Saved entries
####
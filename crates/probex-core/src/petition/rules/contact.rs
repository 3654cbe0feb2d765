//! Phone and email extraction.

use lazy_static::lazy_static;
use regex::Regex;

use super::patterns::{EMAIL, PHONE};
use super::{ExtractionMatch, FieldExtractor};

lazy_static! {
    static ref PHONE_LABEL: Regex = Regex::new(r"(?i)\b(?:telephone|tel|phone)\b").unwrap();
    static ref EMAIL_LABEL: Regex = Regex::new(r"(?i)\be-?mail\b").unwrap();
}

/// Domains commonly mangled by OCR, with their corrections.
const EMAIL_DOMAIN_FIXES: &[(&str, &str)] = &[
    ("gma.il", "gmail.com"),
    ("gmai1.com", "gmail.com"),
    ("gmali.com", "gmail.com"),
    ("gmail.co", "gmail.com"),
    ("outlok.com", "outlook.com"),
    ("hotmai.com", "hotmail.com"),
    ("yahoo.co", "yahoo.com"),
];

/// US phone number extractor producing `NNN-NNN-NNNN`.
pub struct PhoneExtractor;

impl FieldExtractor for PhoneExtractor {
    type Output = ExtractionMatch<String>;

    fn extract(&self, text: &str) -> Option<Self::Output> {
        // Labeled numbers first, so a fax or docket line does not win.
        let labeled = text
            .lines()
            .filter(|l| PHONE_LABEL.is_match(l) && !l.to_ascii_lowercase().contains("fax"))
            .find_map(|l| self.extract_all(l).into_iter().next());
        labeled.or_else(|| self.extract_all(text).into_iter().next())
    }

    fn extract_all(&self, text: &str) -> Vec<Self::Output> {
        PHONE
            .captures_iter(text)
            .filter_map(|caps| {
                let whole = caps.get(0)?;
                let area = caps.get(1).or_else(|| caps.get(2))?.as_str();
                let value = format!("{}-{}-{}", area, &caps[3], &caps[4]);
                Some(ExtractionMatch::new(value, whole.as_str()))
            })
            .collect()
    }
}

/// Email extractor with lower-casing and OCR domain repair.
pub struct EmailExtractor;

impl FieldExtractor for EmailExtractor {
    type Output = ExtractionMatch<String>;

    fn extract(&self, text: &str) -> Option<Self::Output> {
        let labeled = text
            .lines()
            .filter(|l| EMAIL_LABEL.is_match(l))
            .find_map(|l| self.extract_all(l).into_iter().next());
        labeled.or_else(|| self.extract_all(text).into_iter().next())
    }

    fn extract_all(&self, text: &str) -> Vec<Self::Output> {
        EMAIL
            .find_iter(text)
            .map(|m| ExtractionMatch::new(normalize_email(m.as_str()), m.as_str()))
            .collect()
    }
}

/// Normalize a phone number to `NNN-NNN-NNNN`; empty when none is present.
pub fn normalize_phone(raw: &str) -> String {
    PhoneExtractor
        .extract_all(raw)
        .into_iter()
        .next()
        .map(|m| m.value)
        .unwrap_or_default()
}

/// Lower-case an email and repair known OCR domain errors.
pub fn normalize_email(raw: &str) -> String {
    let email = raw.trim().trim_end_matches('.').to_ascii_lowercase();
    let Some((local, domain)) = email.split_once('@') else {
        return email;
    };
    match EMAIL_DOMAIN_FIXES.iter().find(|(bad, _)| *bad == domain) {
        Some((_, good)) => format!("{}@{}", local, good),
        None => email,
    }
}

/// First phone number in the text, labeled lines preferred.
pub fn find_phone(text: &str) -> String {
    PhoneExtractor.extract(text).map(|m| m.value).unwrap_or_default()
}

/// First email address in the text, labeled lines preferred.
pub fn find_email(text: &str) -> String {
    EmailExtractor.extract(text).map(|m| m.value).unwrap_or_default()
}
####
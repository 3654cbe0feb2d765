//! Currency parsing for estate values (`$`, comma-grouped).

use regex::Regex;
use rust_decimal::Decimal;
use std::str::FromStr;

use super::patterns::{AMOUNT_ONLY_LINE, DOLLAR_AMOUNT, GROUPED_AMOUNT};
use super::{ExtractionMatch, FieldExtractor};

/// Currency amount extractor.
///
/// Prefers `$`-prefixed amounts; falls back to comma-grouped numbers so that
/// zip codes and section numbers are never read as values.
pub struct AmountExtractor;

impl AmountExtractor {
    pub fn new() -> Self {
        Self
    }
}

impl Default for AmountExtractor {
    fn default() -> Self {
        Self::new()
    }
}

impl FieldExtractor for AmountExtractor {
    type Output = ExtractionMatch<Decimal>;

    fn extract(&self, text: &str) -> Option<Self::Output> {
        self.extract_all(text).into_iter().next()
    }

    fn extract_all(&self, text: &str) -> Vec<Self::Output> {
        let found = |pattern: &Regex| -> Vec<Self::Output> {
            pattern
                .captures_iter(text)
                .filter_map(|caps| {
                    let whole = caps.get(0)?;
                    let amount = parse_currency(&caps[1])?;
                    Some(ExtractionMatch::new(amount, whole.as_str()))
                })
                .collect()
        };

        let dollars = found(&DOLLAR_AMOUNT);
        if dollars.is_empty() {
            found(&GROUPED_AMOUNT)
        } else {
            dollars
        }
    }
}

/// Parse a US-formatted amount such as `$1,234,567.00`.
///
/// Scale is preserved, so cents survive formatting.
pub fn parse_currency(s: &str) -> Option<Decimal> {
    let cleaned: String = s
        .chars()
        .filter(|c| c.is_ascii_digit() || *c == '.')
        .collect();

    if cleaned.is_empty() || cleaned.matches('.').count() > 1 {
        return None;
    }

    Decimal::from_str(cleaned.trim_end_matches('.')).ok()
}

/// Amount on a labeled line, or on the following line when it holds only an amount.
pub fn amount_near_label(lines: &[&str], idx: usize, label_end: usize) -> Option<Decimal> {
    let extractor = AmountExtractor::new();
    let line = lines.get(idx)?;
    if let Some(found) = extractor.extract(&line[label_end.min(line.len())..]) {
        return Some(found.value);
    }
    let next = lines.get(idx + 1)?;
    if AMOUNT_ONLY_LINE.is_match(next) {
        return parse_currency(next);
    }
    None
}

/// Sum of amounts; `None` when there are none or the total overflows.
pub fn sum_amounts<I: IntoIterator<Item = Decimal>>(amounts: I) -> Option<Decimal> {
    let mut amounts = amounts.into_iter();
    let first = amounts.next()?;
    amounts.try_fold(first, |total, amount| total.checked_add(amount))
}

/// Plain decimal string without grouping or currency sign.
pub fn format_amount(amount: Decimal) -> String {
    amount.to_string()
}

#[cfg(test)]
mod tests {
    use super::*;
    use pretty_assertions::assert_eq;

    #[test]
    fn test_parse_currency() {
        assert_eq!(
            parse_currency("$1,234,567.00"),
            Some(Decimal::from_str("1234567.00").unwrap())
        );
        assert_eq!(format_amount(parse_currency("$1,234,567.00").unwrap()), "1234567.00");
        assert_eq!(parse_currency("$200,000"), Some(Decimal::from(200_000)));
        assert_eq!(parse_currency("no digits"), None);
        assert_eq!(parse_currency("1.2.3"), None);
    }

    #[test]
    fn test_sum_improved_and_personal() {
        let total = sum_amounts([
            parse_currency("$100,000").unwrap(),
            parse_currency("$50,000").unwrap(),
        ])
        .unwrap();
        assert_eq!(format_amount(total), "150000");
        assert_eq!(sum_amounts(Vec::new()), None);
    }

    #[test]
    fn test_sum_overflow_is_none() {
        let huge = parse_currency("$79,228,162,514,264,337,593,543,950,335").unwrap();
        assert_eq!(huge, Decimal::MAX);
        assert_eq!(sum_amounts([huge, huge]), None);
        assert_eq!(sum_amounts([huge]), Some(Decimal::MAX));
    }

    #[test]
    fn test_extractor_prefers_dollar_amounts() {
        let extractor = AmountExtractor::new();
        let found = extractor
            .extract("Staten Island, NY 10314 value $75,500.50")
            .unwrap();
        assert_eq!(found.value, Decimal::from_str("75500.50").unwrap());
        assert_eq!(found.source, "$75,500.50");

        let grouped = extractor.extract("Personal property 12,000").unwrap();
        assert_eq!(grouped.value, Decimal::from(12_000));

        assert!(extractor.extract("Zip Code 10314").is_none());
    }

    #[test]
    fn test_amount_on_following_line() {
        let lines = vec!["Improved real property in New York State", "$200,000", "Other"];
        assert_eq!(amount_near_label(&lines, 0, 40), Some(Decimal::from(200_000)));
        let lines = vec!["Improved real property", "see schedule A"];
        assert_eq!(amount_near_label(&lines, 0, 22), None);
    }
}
####
#### What to do
In the data above, which lines lie between the line with "filename crates/probex-core/src/petition/rules/contact.rs" and the line with "let area = caps.get(1).or_else(||", inclusive? Print those lines exactly and nothing else.

#### Task answer
filename crates/probex-core/src/petition/rules/contact.rs
repository 3654cbe0feb2d765
//! Phone and email extraction.

use lazy_static::lazy_static;
use regex::Regex;

use super::patterns::{EMAIL, PHONE};
use super::{ExtractionMatch, FieldExtractor};

lazy_static! {
    static ref PHONE_LABEL: Regex = Regex::new(r"(?i)\b(?:telephone|tel|phone)\b").unwrap();
    static ref EMAIL_LABEL: Regex = Regex::new(r"(?i)\be-?mail\b").unwrap();
}

/// Domains commonly mangled by OCR, with their corrections.
const EMAIL_DOMAIN_FIXES: &[(&str, &str)] = &[
    ("gma.il", "gmail.com"),
    ("gmai1.com", "gmail.com"),
    ("gmali.com", "gmail.com"),
    ("gmail.co", "gmail.com"),
    ("outlok.com", "outlook.com"),
    ("hotmai.com", "hotmail.com"),
    ("yahoo.co", "yahoo.com"),
];

/// US phone number extractor producing `NNN-NNN-NNNN`.
pub struct PhoneExtractor;

impl FieldExtractor for PhoneExtractor {
    type Output = ExtractionMatch<String>;

    fn extract(&self, text: &str) -> Option<Self::Output> {
        // Labeled numbers first, so a fax or docket line does not win.
        let labeled = text
            .lines()
            .filter(|l| PHONE_LABEL.is_match(l) && !l.to_ascii_lowercase().contains("fax"))
            .find_map(|l| self.extract_all(l).into_iter().next());
        labeled.or_else(|| self.extract_all(text).into_iter().next())
    }

    fn extract_all(&self, text: &str) -> Vec<Self::Output> {
        PHONE
            .captures_iter(text)
            .filter_map(|caps| {
                let whole = caps.get(0)?;
                let area = caps.get(1).or_else(|| caps.get(2))?.as_str();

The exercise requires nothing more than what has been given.